* **Exercise prompt**
Return every record exactly as written.

* **Dataset extract**
#[cfg(test)]
mod tests {
    use std::collections::VecDeque;
    use std::sync::Arc;

    use async_trait::async_trait;
    use bookmatch_core::collaborators::RecommendationSource;
    use bookmatch_core::domain::book::{OwnedBook, TentativeBook};
    use bookmatch_core::errors::BookMatchError;
    use tokio::sync::Mutex;

    use super::{
        decode_book_list, decode_recommendation, decode_single_book, strip_code_fence,
        LlmRecommender, RecommenderSettings, DESCRIPTION_TEMPERATURE, REPLACEMENT_MAX_TOKENS,
    };
    use crate::llm::{ChatRequest, LlmClient, LlmError};

    struct ScriptedLlm {
        responses: Mutex<VecDeque<Result<String, LlmError>>>,
        requests: Mutex<Vec<ChatRequest>>,
    }

    impl ScriptedLlm {
        fn new(responses: Vec<Result<String, LlmError>>) -> Arc<Self> {
            Arc::new(Self {
                responses: Mutex::new(responses.into()),
                requests: Mutex::new(Vec::new()),
            })
        }
    }

    #[async_trait]
    impl LlmClient for ScriptedLlm {
        async fn complete(&self, request: &ChatRequest) -> Result<String, LlmError> {
            self.requests.lock().await.push(request.clone());
            self.responses
                .lock()
                .await
                .pop_front()
                .unwrap_or_else(|| Err(LlmError::Transport("script exhausted".to_owned())))
        }
    }

    fn recommender(llm: Arc<ScriptedLlm>) -> LlmRecommender {
        LlmRecommender::new(llm, RecommenderSettings::default())
    }

    #[test]
    fn code_fences_are_tolerated() {
        assert_eq!(strip_code_fence("```json\n{\"a\":1}\n```"), "{\"a\":1}");
        assert_eq!(strip_code_fence("  {\"a\":1} "), "{\"a\":1}");

        let book = decode_single_book("```\n{\"title\":\"데미안\",\"author\":\"헤르만 헤세\"}\n```");
        assert_eq!(book, Ok(TentativeBook::new("데미안", "헤르만 헤세")));
    }

    #[test]
    fn owned_entries_are_matched_by_trimmed_title_and_author() {
        let owned = vec![
            OwnedBook::new("123", "Python 기초 ", "김철수"),
            OwnedBook::new("124", "자료구조", "박영희"),
        ];
        let content = r#"{
            "owned_books": [
                {"title": "Python 기초", "author": " 김철수"},
                {"title": "없는 책", "author": "누군가"}
            ],
            "new_books": [{"title": "Python 입문", "author": "이영희"}]
        }"#;

        let recommendation = decode_recommendation(content, &owned).expect("decodes");

        assert_eq!(recommendation.owned_matches, vec![owned[0].clone()]);
        assert_eq!(recommendation.new_books, vec![TentativeBook::new("Python 입문", "이영희")]);
    }

    #[test]
    fn strict_decoding_rejects_loose_shapes() {
        assert!(matches!(
            decode_single_book("데미안-헤르만 헤세"),
            Err(BookMatchError::MalformedResponse(_))
        ));
        assert!(matches!(
            decode_single_book(r#"{"title": "데미안"}"#),
            Err(BookMatchError::MalformedResponse(_))
        ));
        assert!(matches!(
            decode_single_book(r#"{"title": " ", "author": "헤세"}"#),
            Err(BookMatchError::MalformedResponse(_))
        ));
        assert!(matches!(
            decode_book_list(r#"{"books": "데미안"}"#),
            Err(BookMatchError::MalformedResponse(_))
        ));
        assert!(matches!(
            decode_recommendation(r#"{"new_books": []}"#, &[]),
            Err(BookMatchError::MalformedResponse(_))
        ));
    }

    #[tokio::test]
    async fn malformed_output_is_retried_until_it_decodes() {
        let llm = ScriptedLlm::new(vec![
            Ok("죄송합니다, 추천할 수 없습니다.".to_owned()),
            Ok(r#"{"title":"데미안","author":"헤르만 헤세"}"#.to_owned()),
        ]);

        let book = recommender(llm.clone())
            .request_replacement("성장 소설", &[TentativeBook::new("싯다르타", "헤세")])
            .await;

        assert_eq!(book, Ok(TentativeBook::new("데미안", "헤르만 헤세")));
        let requests = llm.requests.lock().await;
        assert_eq!(requests.len(), 2);
        assert_eq!(requests[0].max_tokens, REPLACEMENT_MAX_TOKENS);
        assert!(requests[0].messages[1].content.contains("싯다르타"));
    }

    #[tokio::test]
    async fn exhausted_budget_yields_invalid_response() {
        let llm = ScriptedLlm::new(vec![
            Ok("not json".to_owned()),
            Ok("```json\n[]\n```".to_owned()),
            Ok("{}".to_owned()),
            Ok(r#"{"books":[]}"#.to_owned()),
        ]);

        let result = recommender(llm.clone()).recommend_from_owned(&[]).await;

        assert!(matches!(result, Err(BookMatchError::InvalidResponse { attempts: 3, .. })));
        assert_eq!(llm.requests.lock().await.len(), 3);
    }

    #[tokio::test]
    async fn persistent_rate_limit_surfaces_as_rate_limited() {
        let llm = ScriptedLlm::new(vec![
            Err(LlmError::RateLimited),
            Err(LlmError::RateLimited),
            Err(LlmError::RateLimited),
        ]);

        let result = recommender(llm.clone())
            .request_replacement("성장 소설", &[TentativeBook::new("데미안", "헤르만 헤세")])
            .await;

        assert_eq!(result, Err(BookMatchError::RateLimited));
        assert_eq!(llm.requests.lock().await.len(), 3);
        assert_eq!(
            result.err().map(|error| error.user_message()),
            Some(BookMatchError::RateLimited.user_message())
        );
    }

    #[tokio::test]
    async fn unreachable_model_surfaces_as_upstream_failure() {
        let llm = ScriptedLlm::new(vec![
            Ok("   ".to_owned()),
            Err(LlmError::Transport("connection refused".to_owned())),
            Err(LlmError::Transport("connection refused".to_owned())),
        ]);

        let result = recommender(llm).describe("성장 소설", &[]).await;

        assert!(matches!(result, Err(BookMatchError::Upstream(message)) if message.contains("refused")));
    }

    #[tokio::test]
    async fn description_uses_description_model_and_rejects_blank_text() {
        let llm = ScriptedLlm::new(vec![Ok("   ".to_owned()), Ok("이 책들은 ...".to_owned())]);

        let description = recommender(llm.clone())
            .describe("성장 소설", &[TentativeBook::new("데미안", "헤르만 헤세")])
            .await;

        assert_eq!(description, Ok("이 책들은 ...".to_owned()));
        let requests = llm.requests.lock().await;
        assert_eq!(requests[0].model, "gpt-4o-mini");
        assert_eq!(requests[0].temperature, DESCRIPTION_TEMPERATURE);
    }

    #[tokio::test]
    async fn recommend_sends_question_and_owned_labels() {
        let owned = vec![OwnedBook::new("123", "Python 기초", "김철수")];
        let llm = ScriptedLlm::new(vec![Ok(r#"{"owned_books":[{"title":"Python 기초","author":"김철수"}],"new_books":[]}"#.to_owned())]);

        let recommendation = recommender(llm.clone())
            .recommend("프로그래밍 입문서 추천해주세요", &owned)
            .await
            .expect("recommendation succeeds");

        assert_eq!(recommendation.owned_matches, owned);
        let requests = llm.requests.lock().await;
        assert_eq!(requests[0].model, "gpt-4o");
        assert!(requests[0].messages[1].content.contains("Python 기초-김철수"));
    }
}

* **Response to this exercise**
#[cfg(test)]
mod tests {
    use std::collections::VecDeque;
    use std::sync::Arc;

    use async_trait::async_trait;
    use bookmatch_core::collaborators::RecommendationSource;
    use bookmatch_core::domain::book::{OwnedBook, TentativeBook};
    use bookmatch_core::errors::BookMatchError;
    use tokio::sync::Mutex;

    use super::{
        decode_book_list, decode_recommendation, decode_single_book, strip_code_fence,
        LlmRecommender, RecommenderSettings, DESCRIPTION_TEMPERATURE, REPLACEMENT_MAX_TOKENS,
    };
    use crate::llm::{ChatRequest, LlmClient, LlmError};

    struct ScriptedLlm {
        responses: Mutex<VecDeque<Result<String, LlmError>>>,
        requests: Mutex<Vec<ChatRequest>>,
    }

    impl ScriptedLlm {
        fn new(responses: Vec<Result<String, LlmError>>) -> Arc<Self> {
            Arc::new(Self {
                responses: Mutex::new(responses.into()),
                requests: Mutex::new(Vec::new()),
            })
        }
    }

    #[async_trait]
    impl LlmClient for ScriptedLlm {
        async fn complete(&self, request: &ChatRequest) -> Result<String, LlmError> {
            self.requests.lock().await.push(request.clone());
            self.responses
                .lock()
                .await
                .pop_front()
                .unwrap_or_else(|| Err(LlmError::Transport("script exhausted".to_owned())))
        }
    }

    fn recommender(llm: Arc<ScriptedLlm>) -> LlmRecommender {
        LlmRecommender::new(llm, RecommenderSettings::default())
    }

    #[test]
    fn code_fences_are_tolerated() {
        assert_eq!(strip_code_fence("```json\n{\"a\":1}\n```"), "{\"a\":1}");
        assert_eq!(strip_code_fence("  {\"a\":1} "), "{\"a\":1}");

        let book = decode_single_book("```\n{\"title\":\"데미안\",\"author\":\"헤르만 헤세\"}\n```");
        assert_eq!(book, Ok(TentativeBook::new("데미안", "헤르만 헤세")));
    }

    #[test]
    fn owned_entries_are_matched_by_trimmed_title_and_author() {
        let owned = vec![
            OwnedBook::new("123", "Python 기초 ", "김철수"),
            OwnedBook::new("124", "자료구조", "박영희"),
        ];
        let content = r#"{
            "owned_books": [
                {"title": "Python 기초", "author": " 김철수"},
                {"title": "없는 책", "author": "누군가"}
            ],
            "new_books": [{"title": "Python 입문", "author": "이영희"}]
        }"#;

        let recommendation = decode_recommendation(content, &owned).expect("decodes");

        assert_eq!(recommendation.owned_matches, vec![owned[0].clone()]);
        assert_eq!(recommendation.new_books, vec![TentativeBook::new("Python 입문", "이영희")]);
    }

    #[test]
    fn strict_decoding_rejects_loose_shapes() {
        assert!(matches!(
            decode_single_book("데미안-헤르만 헤세"),
            Err(BookMatchError::MalformedResponse(_))
        ));
        assert!(matches!(
            decode_single_book(r#"{"title": "데미안"}"#),
            Err(BookMatchError::MalformedResponse(_))
        ));
        assert!(matches!(
            decode_single_book(r#"{"title": " ", "author": "헤세"}"#),
            Err(BookMatchError::MalformedResponse(_))
        ));
        assert!(matches!(
            decode_book_list(r#"{"books": "데미안"}"#),
            Err(BookMatchError::MalformedResponse(_))
        ));
        assert!(matches!(
            decode_recommendation(r#"{"new_books": []}"#, &[]),
            Err(BookMatchError::MalformedResponse(_))
        ));
    }

    #[tokio::test]
    async fn malformed_output_is_retried_until_it_decodes() {
        let llm = ScriptedLlm::new(vec![
            Ok("죄송합니다, 추천할 수 없습니다.".to_owned()),
            Ok(r#"{"title":"데미안","author":"헤르만 헤세"}"#.to_owned()),
        ]);

        let book = recommender(llm.clone())
            .request_replacement("성장 소설", &[TentativeBook::new("싯다르타", "헤세")])
            .await;

        assert_eq!(book, Ok(TentativeBook::new("데미안", "헤르만 헤세")));
        let requests = llm.requests.lock().await;
        assert_eq!(requests.len(), 2);
        assert_eq!(requests[0].max_tokens, REPLACEMENT_MAX_TOKENS);
        assert!(requests[0].messages[1].content.contains("싯다르타"));
    }

    #[tokio::test]
    async fn exhausted_budget_yields_invalid_response() {
        let llm = ScriptedLlm::new(vec![
            Ok("not json".to_owned()),
            Ok("```json\n[]\n```".to_owned()),
            Ok("{}".to_owned()),
            Ok(r#"{"books":[]}"#.to_owned()),
        ]);

        let result = recommender(llm.clone()).recommend_from_owned(&[]).await;

        assert!(matches!(result, Err(BookMatchError::InvalidResponse { attempts: 3, .. })));
        assert_eq!(llm.requests.lock().await.len(), 3);
    }

    #[tokio::test]
    async fn persistent_rate_limit_surfaces_as_rate_limited() {
        let llm = ScriptedLlm::new(vec![
            Err(LlmError::RateLimited),
            Err(LlmError::RateLimited),
            Err(LlmError::RateLimited),
        ]);

        let result = recommender(llm.clone())
            .request_replacement("성장 소설", &[TentativeBook::new("데미안", "헤르만 헤세")])
            .await;

        assert_eq!(result, Err(BookMatchError::RateLimited));
        assert_eq!(llm.requests.lock().await.len(), 3);
        assert_eq!(
            result.err().map(|error| error.user_message()),
            Some(BookMatchError::RateLimited.user_message())
        );
    }

    #[tokio::test]
    async fn unreachable_model_surfaces_as_upstream_failure() {
        let llm = ScriptedLlm::new(vec![
            Ok("   ".to_owned()),
            Err(LlmError::Transport("connection refused".to_owned())),
            Err(LlmError::Transport("connection refused".to_owned())),
        ]);

        let result = recommender(llm).describe("성장 소설", &[]).await;

        assert!(matches!(result, Err(BookMatchError::Upstream(message)) if message.contains("refused")));
    }

    #[tokio::test]
    async fn description_uses_description_model_and_rejects_blank_text() {
        let llm = ScriptedLlm::new(vec![Ok("   ".to_owned()), Ok("이 책들은 ...".to_owned())]);

        let description = recommender(llm.clone())
            .describe("성장 소설", &[TentativeBook::new("데미안", "헤르만 헤세")])
            .await;

        assert_eq!(description, Ok("이 책들은 ...".to_owned()));
        let requests = llm.requests.lock().await;
        assert_eq!(requests[0].model, "gpt-4o-mini");
        assert_eq!(requests[0].temperature, DESCRIPTION_TEMPERATURE);
    }

    #[tokio::test]
    async fn recommend_sends_question_and_owned_labels() {
        let owned = vec![OwnedBook::new("123", "Python 기초", "김철수")];
        let llm = ScriptedLlm::new(vec![Ok(r#"{"owned_books":[{"title":"Python 기초","author":"김철수"}],"new_books":[]}"#.to_owned())]);

        let recommendation = recommender(llm.clone())
            .recommend("프로그래밍 입문서 추천해주세요", &owned)
            .await
            .expect("recommendation succeeds");

        assert_eq!(recommendation.owned_matches, owned);
        let requests = llm.requests.lock().await;
        assert_eq!(requests[0].model, "gpt-4o");
        assert!(requests[0].messages[1].content.contains("Python 기초-김철수"));
    }
}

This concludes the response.